Crawl Across the Ocean

Tuesday, December 06, 2005

Green Party Debate - Rationale For Inclusion

As promised, this is a follow-up to this call for action to let your media know what you think of the Green Party being excluded from the debate.

In that post I didn't explain why I thought the Green Party should be included so I'll do that here.

To begin with, we have to ask, what is the point of having a televised debate? Seems obvious enough, the point is for voters to get more information about their options so they can make an informed choice.1

So the goal, or optimal result of a debate would be to expose the greatest number of people to the greatest number of potential voting options, over the long term.

This leads to a tension between two things. On the one hand, the more party leaders present in the debate, the more viewpoints a viewer will be exposed to. On the other hand, as the number of leaders present increases, each leader gets less time, so it is possible that including leaders of parties that few people are considering voting for, at the expense of giving less time to leaders of parties that most voters are going to consider voting for, could be sub-optimal.
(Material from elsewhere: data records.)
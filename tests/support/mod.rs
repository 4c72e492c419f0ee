// tests/support/mod.rs
//
// In-memory doubles for the engine's collaborators plus a builder that wires
// them into an `Engine` the same way the binary does.
#![allow(dead_code)]

use std::collections::HashMap;
use std::sync::atomic::{AtomicUsize, Ordering};
use std::sync::Arc;
use std::time::Duration;

use anyhow::{anyhow, Result};
use chrono::{TimeZone, Utc};
use parking_lot::Mutex;

use apl_sync::clock::{Clock, ManualClock};
use apl_sync::config::{CheckMethod, EngineConfig, OrchestratorConfig, SourceConfig};
use apl_sync::ingest::Ingestor;
use apl_sync::model::IngestStats;
use apl_sync::monitor::{Metadata, MetadataChecker};
use apl_sync::store::MemoryStatusStore;
use apl_sync::Engine;

#[derive(Debug, Clone)]
pub enum Behavior {
    /// Succeeds with this many additions.
    Add(u64),
    /// Always fails with this message.
    Fail(String),
    /// Fails this many times, then succeeds with the additions.
    FlakyThenAdd(u32, u64),
    /// Succeeds with this many additions and updates.
    Upsert { added: u64, updated: u64 },
}

/// Scripted ingestor that records call order and peak concurrency.
pub struct StubIngestor {
    delay: Duration,
    default: Behavior,
    plan: Mutex<HashMap<String, Behavior>>,
    attempts: Mutex<HashMap<String, u32>>,
    calls: Mutex<Vec<String>>,
    in_flight: AtomicUsize,
    peak: AtomicUsize,
}

impl StubIngestor {
    pub fn new(default: Behavior) -> Self {
        Self {
            delay: Duration::ZERO,
            default,
            plan: Mutex::new(HashMap::new()),
            attempts: Mutex::new(HashMap::new()),
            calls: Mutex::new(Vec::new()),
            in_flight: AtomicUsize::new(0),
            peak: AtomicUsize::new(0),
        }
    }

    pub fn with_delay(mut self, delay: Duration) -> Self {
        self.delay = delay;
        self
    }

    pub fn set(&self, source: &str, b: Behavior) {
        self.plan.lock().insert(source.to_string(), b);
    }

    pub fn calls(&self) -> Vec<String> {
        self.calls.lock().clone()
    }

    pub fn call_count(&self, source: &str) -> usize {
        self.calls.lock().iter().filter(|s| *s == source).count()
    }

    pub fn peak_concurrency(&self) -> usize {
        self.peak.load(Ordering::SeqCst)
    }
}

struct InFlight<'a>(&'a AtomicUsize);

impl Drop for InFlight<'_> {
    fn drop(&mut self) {
        self.0.fetch_sub(1, Ordering::SeqCst);
    }
}

#[async_trait::async_trait]
impl Ingestor for StubIngestor {
    async fn ingest(&self, source_id: &str) -> Result<IngestStats> {
        self.calls.lock().push(source_id.to_string());
        let now = self.in_flight.fetch_add(1, Ordering::SeqCst) + 1;
        self.peak.fetch_max(now, Ordering::SeqCst);
        let _guard = InFlight(&self.in_flight);

        if !self.delay.is_zero() {
            tokio::time::sleep(self.delay).await;
        }

        let behavior = self
            .plan
            .lock()
            .get(source_id)
            .cloned()
            .unwrap_or_else(|| self.default.clone());
        let attempt = {
            let mut a = self.attempts.lock();
            let n = a.entry(source_id.to_string()).or_insert(0);
            *n += 1;
            *n
        };
        let ok = |adds: u64| IngestStats {
            total_rows: adds,
            valid_entries: adds,
            additions: adds,
            ..Default::default()
        };
        match behavior {
            Behavior::Add(n) => Ok(ok(n)),
            Behavior::Fail(msg) => Err(anyhow!(msg)),
            Behavior::FlakyThenAdd(fails, _) if attempt <= fails => {
                Err(anyhow!("transient failure #{attempt}"))
            }
            Behavior::FlakyThenAdd(_, n) => Ok(ok(n)),
            Behavior::Upsert { added, updated } => Ok(IngestStats {
                total_rows: added + updated,
                valid_entries: added + updated,
                additions: added,
                updates: updated,
                ..Default::default()
            }),
        }
    }
}

/// Metadata checker keyed by URL. Unknown URLs hash to "h0".
#[derive(Default)]
pub struct StubChecker {
    hashes: Mutex<HashMap<String, Result<String, String>>>,
}

impl StubChecker {
    pub fn set_hash(&self, url: &str, hash: &str) {
        self.hashes.lock().insert(url.to_string(), Ok(hash.to_string()));
    }

    pub fn set_error(&self, url: &str, err: &str) {
        self.hashes.lock().insert(url.to_string(), Err(err.to_string()));
    }
}

#[async_trait::async_trait]
impl MetadataChecker for StubChecker {
    async fn check(&self, url: &str, _method: CheckMethod) -> Result<Metadata> {
        let entry = self
            .hashes
            .lock()
            .get(url)
            .cloned()
            .unwrap_or_else(|| Ok("h0".to_string()));
        match entry {
            Ok(hash) => Ok(Metadata {
                hash,
                last_modified: None,
                size: None,
            }),
            Err(e) => Err(anyhow!(e)),
        }
    }
}

pub fn url_for(id: &str) -> String {
    format!("https://apl.example.gov/{}.csv", id.to_lowercase())
}

pub fn source(id: &str) -> SourceConfig {
    SourceConfig::new(id, url_for(id))
}

pub fn fast_orchestrator() -> OrchestratorConfig {
    OrchestratorConfig {
        retry_delay_ms: 5,
        ..Default::default()
    }
}

pub struct Harness {
    pub engine: Engine,
    pub store: Arc<MemoryStatusStore>,
    pub checker: Arc<StubChecker>,
    pub ingestor: Arc<StubIngestor>,
    pub clock: Arc<ManualClock>,
}

pub fn start_time() -> chrono::DateTime<Utc> {
    Utc.with_ymd_and_hms(2025, 3, 1, 12, 0, 0).unwrap()
}

pub fn harness(sources: Vec<SourceConfig>, orchestrator: OrchestratorConfig, ingestor: StubIngestor) -> Harness {
    let config = EngineConfig {
        orchestrator,
        sources,
        ..Default::default()
    };
    harness_with_config(config, ingestor)
}

pub fn harness_with_config(config: EngineConfig, ingestor: StubIngestor) -> Harness {
    let store = Arc::new(MemoryStatusStore::new());
    let checker = Arc::new(StubChecker::default());
    let ingestor = Arc::new(ingestor);
    let clock = Arc::new(ManualClock::new(start_time()));
    let engine = Engine::build(
        config,
        store.clone(),
        checker.clone(),
        ingestor.clone(),
        clock.clone() as Arc<dyn Clock>,
    )
    .expect("engine builds from test config");
    Harness {
        engine,
        store,
        checker,
        ingestor,
        clock,
    }
}

pub fn ids(list: &[&str]) -> Vec<String> {
    list.iter().map(|s| s.to_string()).collect()
}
Furthermore, a debate which includes many different people, or which includes people that a voter is not considering voting for may reduce their willingness to watch the debate, also producing a sub-optimal outcome.

The media has never come out and clearly stated what their criteria for including a party in the debate is, which seems like a huge oversight. Given how much scrutiny is given to election advertising generally, the allocation of what amounts to by far the most valuable advertising in the entire election is left in the unaccountable hands of a few unelected people who make a selection based on - well, who knows, really.

Assuming that we are unwilling to just say that it should be left up to the subjective judgement of the broadcasters to decide who's in and who's out, without requiring any rational justification for their decision whatsoever (a position so weak, I see no need to spend time refuting it) it seems reasonable to point out that the only remotely logical, consistent position left to the broadcasters is that they only include parties if they hold a seat in parliament (ignoring that this rule has not been consistently applied at the provincial level).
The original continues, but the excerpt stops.